Exercise description: All of the data that follows needs to be printed again, exactly as it reads.

=-=-=-=-=

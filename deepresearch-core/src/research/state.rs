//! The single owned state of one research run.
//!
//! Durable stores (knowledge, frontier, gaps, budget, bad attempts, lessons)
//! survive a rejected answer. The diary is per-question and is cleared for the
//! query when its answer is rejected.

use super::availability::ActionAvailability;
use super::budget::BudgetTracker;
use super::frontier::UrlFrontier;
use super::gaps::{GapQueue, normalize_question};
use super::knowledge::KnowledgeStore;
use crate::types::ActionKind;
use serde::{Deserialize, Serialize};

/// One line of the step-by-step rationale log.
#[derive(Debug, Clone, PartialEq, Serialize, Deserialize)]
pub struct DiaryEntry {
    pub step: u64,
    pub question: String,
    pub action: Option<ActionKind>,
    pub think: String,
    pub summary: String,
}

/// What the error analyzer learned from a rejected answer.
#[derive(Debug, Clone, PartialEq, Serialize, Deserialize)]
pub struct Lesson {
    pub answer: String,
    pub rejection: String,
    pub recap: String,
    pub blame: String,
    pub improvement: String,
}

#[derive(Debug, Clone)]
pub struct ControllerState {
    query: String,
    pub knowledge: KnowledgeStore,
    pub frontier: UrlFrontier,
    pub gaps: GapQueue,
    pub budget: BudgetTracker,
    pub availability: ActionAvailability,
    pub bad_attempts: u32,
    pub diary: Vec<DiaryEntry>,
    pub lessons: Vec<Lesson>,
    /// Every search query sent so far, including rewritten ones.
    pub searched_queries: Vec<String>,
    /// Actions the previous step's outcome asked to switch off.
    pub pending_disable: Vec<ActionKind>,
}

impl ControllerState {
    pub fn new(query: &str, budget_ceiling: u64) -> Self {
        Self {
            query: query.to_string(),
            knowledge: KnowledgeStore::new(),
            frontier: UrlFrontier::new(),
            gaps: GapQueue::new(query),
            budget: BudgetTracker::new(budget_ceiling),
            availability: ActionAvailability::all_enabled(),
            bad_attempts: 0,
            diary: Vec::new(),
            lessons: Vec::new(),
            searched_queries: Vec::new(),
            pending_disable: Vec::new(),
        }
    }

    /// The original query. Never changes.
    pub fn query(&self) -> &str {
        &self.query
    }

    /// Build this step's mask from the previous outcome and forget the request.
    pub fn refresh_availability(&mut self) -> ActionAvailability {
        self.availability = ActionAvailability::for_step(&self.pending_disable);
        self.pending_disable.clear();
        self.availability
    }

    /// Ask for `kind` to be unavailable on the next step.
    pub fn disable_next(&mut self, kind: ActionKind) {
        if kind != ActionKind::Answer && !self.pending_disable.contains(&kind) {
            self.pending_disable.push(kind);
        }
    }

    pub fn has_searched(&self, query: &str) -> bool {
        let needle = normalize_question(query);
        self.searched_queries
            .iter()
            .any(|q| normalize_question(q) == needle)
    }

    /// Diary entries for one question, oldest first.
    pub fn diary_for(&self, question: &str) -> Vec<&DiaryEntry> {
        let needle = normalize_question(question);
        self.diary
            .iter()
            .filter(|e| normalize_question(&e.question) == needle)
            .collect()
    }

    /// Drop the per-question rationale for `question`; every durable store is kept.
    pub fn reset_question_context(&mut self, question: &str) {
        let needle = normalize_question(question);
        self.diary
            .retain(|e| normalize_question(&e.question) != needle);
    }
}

=-=-=-=-=

Output:
filename deepresearch-core/src/research/state.rs
//! The single owned state of one research run.
//!
//! Durable stores (knowledge, frontier, gaps, budget, bad attempts, lessons)
//! survive a rejected answer. The diary is per-question and is cleared for the
//! query when its answer is rejected.

use super::availability::ActionAvailability;
use super::budget::BudgetTracker;
use super::frontier::UrlFrontier;
use super::gaps::{GapQueue, normalize_question};
use super::knowledge::KnowledgeStore;
use crate::types::ActionKind;
use serde::{Deserialize, Serialize};

/// One line of the step-by-step rationale log.
#[derive(Debug, Clone, PartialEq, Serialize, Deserialize)]
pub struct DiaryEntry {
    pub step: u64,
    pub question: String,
    pub action: Option<ActionKind>,
    pub think: String,
    pub summary: String,
}

/// What the error analyzer learned from a rejected answer.
#[derive(Debug, Clone, PartialEq, Serialize, Deserialize)]
pub struct Lesson {
    pub answer: String,
    pub rejection: String,
    pub recap: String,
    pub blame: String,
    pub improvement: String,
}

#[derive(Debug, Clone)]
pub struct ControllerState {
    query: String,
    pub knowledge: KnowledgeStore,
    pub frontier: UrlFrontier,
    pub gaps: GapQueue,
    pub budget: BudgetTracker,
    pub availability: ActionAvailability,
    pub bad_attempts: u32,
    pub diary: Vec<DiaryEntry>,
    pub lessons: Vec<Lesson>,
    /// Every search query sent so far, including rewritten ones.
    pub searched_queries: Vec<String>,
    /// Actions the previous step's outcome asked to switch off.
    pub pending_disable: Vec<ActionKind>,
}

impl ControllerState {
    pub fn new(query: &str, budget_ceiling: u64) -> Self {
        Self {
            query: query.to_string(),
            knowledge: KnowledgeStore::new(),
            frontier: UrlFrontier::new(),
            gaps: GapQueue::new(query),
            budget: BudgetTracker::new(budget_ceiling),
            availability: ActionAvailability::all_enabled(),
            bad_attempts: 0,
            diary: Vec::new(),
            lessons: Vec::new(),
            searched_queries: Vec::new(),
            pending_disable: Vec::new(),
        }
    }

    /// The original query. Never changes.
    pub fn query(&self) -> &str {
        &self.query
    }

    /// Build this step's mask from the previous outcome and forget the request.
    pub fn refresh_availability(&mut self) -> ActionAvailability {
        self.availability = ActionAvailability::for_step(&self.pending_disable);
        self.pending_disable.clear();
        self.availability
    }

    /// Ask for `kind` to be unavailable on the next step.
    pub fn disable_next(&mut self, kind: ActionKind) {
        if kind != ActionKind::Answer && !self.pending_disable.contains(&kind) {
            self.pending_disable.push(kind);
        }
    }

    pub fn has_searched(&self, query: &str) -> bool {
        let needle = normalize_question(query);
        self.searched_queries
            .iter()
            .any(|q| normalize_question(q) == needle)
    }

    /// Diary entries for one question, oldest first.
    pub fn diary_for(&self, question: &str) -> Vec<&DiaryEntry> {
        let needle = normalize_question(question);
        self.diary
            .iter()
            .filter(|e| normalize_question(&e.question) == needle)
            .collect()
    }

    /// Drop the per-question rationale for `question`; every durable store is kept.
    pub fn reset_question_context(&mut self, question: &str) {
        let needle = normalize_question(question);
        self.diary
            .retain(|e| normalize_question(&e.question) != needle);
    }
}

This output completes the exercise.